■ **WHAT TO DO**: Among the entries below, find the lines holding "storage" and copy them.

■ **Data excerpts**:

Content starts

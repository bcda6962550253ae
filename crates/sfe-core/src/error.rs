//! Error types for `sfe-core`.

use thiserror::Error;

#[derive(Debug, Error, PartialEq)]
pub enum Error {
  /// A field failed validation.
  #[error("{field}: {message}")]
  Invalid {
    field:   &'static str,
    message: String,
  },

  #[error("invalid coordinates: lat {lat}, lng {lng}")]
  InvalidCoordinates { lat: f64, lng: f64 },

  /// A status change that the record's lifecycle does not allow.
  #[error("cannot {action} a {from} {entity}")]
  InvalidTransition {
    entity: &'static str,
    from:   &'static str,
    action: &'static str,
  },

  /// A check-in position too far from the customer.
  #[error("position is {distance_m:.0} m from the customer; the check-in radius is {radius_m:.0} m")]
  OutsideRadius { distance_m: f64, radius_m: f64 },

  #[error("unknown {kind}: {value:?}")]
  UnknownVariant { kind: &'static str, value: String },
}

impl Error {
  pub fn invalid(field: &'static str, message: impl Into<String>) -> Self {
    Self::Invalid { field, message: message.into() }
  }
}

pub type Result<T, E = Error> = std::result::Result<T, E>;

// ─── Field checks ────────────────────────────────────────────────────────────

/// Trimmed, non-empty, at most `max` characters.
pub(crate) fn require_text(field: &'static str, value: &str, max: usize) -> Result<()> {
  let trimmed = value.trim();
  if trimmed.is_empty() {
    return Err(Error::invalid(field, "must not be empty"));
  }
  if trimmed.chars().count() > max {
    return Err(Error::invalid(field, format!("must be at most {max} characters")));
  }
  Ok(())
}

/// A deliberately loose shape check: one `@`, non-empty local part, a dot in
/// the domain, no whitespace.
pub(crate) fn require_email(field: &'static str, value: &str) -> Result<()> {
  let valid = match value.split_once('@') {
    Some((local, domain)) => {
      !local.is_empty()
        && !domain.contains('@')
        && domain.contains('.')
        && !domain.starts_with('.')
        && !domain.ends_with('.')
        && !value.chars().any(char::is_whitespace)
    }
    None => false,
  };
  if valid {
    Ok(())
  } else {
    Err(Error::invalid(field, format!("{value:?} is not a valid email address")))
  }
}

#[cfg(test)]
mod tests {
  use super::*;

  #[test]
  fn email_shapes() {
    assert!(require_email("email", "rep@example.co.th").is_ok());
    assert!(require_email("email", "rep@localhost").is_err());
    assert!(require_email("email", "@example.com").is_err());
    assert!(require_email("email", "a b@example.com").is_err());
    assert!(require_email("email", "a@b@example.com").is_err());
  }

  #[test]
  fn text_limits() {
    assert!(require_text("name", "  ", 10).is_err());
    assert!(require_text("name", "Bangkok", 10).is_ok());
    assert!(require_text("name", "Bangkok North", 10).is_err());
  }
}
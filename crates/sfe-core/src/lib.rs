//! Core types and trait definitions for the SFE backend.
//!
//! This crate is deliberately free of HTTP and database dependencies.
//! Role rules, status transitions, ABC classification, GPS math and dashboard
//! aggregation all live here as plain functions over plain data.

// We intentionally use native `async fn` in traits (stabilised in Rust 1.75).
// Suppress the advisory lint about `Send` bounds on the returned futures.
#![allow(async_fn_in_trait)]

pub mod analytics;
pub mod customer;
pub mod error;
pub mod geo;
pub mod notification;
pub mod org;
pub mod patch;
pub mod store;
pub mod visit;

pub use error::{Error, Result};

Content ends
Content starts

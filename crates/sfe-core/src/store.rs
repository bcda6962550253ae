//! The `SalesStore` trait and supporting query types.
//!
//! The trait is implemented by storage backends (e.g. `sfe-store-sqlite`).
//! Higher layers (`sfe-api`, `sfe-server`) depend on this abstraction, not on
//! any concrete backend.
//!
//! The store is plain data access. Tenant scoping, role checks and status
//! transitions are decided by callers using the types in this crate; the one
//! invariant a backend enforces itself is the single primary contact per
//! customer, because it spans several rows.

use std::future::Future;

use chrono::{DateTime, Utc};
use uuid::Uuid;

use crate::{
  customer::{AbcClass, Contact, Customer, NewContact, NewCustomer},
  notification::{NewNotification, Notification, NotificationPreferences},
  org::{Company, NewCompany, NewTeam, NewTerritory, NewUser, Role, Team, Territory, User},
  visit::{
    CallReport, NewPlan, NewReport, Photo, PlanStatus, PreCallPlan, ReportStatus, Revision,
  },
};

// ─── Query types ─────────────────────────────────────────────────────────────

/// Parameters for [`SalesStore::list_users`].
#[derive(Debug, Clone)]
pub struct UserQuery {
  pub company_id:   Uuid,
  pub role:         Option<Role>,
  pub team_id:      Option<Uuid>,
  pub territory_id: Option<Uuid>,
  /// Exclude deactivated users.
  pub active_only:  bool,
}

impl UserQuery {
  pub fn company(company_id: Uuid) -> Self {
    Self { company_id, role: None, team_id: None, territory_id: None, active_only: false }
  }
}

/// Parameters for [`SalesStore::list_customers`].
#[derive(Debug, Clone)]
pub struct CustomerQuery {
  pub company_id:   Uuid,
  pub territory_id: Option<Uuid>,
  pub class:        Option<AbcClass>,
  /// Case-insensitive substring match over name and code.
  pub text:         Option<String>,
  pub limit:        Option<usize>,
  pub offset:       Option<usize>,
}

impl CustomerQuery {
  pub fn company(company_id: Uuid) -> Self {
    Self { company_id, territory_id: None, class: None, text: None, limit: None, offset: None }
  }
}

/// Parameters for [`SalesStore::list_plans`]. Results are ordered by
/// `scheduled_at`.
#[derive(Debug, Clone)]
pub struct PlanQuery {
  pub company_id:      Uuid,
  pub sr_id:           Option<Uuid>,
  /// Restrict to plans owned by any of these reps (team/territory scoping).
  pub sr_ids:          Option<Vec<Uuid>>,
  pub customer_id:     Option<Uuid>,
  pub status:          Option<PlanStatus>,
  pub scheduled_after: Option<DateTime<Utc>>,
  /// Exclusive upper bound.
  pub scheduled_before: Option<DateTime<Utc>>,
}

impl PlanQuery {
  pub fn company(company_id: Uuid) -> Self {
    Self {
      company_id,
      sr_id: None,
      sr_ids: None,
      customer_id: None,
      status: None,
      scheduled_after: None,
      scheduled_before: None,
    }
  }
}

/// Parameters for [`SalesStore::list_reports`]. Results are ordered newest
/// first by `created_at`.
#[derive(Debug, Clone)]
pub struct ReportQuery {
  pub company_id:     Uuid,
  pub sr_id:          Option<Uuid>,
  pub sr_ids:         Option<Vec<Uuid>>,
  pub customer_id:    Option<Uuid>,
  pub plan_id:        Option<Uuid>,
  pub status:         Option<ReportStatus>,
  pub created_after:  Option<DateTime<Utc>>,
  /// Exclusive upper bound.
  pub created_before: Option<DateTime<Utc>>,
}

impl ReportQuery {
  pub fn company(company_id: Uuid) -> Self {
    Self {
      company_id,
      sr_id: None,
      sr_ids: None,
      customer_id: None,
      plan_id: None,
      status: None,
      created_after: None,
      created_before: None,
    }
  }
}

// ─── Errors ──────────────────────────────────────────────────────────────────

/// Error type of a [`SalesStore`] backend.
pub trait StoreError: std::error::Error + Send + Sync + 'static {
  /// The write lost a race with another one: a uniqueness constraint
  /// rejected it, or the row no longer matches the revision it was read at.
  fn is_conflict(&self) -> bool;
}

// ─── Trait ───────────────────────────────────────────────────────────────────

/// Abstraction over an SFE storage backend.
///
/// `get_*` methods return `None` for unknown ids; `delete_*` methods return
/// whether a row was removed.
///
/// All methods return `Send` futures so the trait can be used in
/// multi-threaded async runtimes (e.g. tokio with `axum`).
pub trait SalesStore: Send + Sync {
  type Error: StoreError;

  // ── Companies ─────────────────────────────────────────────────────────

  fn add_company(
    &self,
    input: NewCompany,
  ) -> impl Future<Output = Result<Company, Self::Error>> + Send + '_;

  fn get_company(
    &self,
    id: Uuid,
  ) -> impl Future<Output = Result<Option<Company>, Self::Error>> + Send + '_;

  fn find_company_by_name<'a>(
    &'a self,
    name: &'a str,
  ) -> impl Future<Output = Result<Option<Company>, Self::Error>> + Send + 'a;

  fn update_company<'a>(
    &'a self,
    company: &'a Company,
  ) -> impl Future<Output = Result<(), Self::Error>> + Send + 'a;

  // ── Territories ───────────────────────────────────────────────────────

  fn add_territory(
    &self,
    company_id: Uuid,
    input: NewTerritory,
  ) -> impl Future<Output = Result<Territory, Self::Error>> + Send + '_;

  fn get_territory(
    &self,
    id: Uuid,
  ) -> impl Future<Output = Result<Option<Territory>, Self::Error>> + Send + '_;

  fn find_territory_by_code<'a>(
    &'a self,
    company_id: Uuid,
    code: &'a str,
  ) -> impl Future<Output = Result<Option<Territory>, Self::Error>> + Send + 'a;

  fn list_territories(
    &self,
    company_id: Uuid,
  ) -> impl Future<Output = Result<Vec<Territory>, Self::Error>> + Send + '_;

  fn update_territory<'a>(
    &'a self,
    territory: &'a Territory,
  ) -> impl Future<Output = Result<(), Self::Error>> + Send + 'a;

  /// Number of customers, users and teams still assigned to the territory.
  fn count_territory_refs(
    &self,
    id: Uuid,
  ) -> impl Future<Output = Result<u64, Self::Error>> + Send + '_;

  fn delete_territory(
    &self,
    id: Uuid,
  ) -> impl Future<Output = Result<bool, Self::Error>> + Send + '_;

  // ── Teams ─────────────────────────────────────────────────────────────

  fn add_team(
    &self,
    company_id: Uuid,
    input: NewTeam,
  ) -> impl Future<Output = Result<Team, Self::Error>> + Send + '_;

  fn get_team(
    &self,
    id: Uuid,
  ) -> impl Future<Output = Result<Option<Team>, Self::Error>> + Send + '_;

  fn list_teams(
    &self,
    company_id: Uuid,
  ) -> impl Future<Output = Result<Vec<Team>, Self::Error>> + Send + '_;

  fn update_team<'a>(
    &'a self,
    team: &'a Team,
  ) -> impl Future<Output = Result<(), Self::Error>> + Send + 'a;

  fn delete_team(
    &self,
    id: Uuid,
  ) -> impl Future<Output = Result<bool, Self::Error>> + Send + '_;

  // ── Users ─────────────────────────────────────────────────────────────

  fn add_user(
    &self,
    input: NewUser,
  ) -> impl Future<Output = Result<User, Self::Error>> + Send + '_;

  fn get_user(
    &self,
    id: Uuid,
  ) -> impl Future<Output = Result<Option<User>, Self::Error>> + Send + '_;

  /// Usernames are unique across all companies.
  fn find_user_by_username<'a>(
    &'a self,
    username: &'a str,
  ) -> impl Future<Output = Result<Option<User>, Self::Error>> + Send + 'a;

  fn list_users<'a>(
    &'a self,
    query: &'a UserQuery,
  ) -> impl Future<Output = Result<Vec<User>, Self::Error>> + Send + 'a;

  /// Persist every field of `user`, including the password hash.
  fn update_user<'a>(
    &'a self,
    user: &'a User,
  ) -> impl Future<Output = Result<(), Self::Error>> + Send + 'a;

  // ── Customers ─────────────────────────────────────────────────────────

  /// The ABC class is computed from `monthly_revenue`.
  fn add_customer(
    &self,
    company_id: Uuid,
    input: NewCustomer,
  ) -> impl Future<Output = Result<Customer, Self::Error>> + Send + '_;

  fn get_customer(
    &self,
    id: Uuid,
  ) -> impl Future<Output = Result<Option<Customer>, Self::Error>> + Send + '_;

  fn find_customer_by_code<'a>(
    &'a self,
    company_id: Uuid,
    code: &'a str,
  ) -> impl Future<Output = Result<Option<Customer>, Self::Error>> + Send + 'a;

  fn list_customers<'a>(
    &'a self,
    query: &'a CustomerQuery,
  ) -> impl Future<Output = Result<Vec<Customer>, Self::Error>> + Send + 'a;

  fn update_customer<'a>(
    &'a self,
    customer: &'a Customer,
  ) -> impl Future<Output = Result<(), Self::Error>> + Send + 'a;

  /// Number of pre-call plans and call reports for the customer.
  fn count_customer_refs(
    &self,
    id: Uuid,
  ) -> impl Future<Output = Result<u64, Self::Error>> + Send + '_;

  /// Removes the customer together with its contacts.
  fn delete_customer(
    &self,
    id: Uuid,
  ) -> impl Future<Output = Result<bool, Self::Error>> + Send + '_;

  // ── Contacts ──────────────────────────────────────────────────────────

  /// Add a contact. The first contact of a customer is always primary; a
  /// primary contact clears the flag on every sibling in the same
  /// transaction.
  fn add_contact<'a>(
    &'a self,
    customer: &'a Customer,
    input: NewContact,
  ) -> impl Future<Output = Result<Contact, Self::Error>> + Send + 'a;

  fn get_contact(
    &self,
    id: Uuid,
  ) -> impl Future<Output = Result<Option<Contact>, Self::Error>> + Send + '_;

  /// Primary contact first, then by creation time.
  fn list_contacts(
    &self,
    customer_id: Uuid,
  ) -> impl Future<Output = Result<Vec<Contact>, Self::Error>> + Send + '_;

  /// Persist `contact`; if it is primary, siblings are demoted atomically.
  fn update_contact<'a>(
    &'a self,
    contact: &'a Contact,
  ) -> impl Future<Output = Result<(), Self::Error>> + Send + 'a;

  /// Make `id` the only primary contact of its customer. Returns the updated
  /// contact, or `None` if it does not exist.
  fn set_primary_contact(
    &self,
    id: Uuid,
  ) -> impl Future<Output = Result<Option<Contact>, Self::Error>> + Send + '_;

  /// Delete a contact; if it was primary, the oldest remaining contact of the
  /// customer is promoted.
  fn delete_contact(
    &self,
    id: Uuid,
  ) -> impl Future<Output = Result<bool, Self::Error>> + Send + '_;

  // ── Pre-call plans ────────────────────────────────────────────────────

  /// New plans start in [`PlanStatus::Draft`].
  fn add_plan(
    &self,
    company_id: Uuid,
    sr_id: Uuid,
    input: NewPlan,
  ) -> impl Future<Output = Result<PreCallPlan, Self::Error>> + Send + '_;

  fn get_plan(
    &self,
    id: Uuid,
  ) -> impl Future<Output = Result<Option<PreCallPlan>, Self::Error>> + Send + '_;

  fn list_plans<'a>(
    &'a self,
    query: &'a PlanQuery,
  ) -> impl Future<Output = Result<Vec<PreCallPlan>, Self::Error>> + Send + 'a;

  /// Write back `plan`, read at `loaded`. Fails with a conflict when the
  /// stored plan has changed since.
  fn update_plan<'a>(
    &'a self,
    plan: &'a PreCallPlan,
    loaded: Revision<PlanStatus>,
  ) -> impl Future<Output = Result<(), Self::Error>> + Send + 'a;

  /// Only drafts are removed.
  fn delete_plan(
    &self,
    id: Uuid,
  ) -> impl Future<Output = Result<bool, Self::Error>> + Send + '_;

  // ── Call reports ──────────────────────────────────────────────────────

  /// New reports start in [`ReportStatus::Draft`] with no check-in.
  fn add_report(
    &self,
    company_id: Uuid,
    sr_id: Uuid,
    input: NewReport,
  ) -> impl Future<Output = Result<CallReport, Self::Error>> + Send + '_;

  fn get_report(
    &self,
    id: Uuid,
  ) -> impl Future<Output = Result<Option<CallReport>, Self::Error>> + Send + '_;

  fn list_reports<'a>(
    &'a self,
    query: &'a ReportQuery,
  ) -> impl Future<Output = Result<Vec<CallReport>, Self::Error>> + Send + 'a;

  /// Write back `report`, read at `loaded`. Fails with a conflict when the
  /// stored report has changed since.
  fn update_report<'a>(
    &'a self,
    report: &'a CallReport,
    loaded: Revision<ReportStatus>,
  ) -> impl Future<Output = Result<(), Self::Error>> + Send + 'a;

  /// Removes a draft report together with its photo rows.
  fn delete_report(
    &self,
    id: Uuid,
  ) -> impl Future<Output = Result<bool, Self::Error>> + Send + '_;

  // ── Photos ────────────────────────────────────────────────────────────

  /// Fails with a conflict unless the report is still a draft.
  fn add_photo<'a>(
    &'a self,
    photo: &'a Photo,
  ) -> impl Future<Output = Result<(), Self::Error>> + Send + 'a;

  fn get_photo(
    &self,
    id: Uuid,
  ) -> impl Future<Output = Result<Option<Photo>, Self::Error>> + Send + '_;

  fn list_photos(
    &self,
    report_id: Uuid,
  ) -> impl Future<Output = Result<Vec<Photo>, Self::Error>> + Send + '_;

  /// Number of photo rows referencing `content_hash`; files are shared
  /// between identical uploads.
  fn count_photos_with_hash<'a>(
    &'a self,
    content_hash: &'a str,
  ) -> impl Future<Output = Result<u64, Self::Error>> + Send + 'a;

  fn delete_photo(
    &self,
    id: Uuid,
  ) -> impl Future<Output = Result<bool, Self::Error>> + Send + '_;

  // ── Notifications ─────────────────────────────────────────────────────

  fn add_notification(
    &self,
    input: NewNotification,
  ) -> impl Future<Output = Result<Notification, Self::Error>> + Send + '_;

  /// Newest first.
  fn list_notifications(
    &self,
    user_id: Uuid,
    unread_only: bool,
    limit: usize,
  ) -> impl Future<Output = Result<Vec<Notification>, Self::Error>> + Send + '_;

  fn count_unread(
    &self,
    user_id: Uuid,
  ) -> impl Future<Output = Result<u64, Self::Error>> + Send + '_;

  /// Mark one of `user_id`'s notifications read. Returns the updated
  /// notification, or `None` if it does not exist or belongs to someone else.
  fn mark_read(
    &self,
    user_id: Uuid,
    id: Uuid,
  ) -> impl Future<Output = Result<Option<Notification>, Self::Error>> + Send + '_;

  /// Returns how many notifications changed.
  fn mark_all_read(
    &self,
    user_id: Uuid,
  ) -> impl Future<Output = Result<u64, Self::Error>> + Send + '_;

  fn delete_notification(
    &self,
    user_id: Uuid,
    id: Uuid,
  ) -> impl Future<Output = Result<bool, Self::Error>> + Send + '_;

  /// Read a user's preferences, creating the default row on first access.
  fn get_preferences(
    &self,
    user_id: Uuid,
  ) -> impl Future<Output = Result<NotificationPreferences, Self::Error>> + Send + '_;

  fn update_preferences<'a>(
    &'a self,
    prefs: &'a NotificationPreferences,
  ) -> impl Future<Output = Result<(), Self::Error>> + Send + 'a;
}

Content ends

■ **FINAL ANSWER**:
//! The trait is implemented by storage backends (e.g. `sfe-store-sqlite`).
/// Abstraction over an SFE storage backend.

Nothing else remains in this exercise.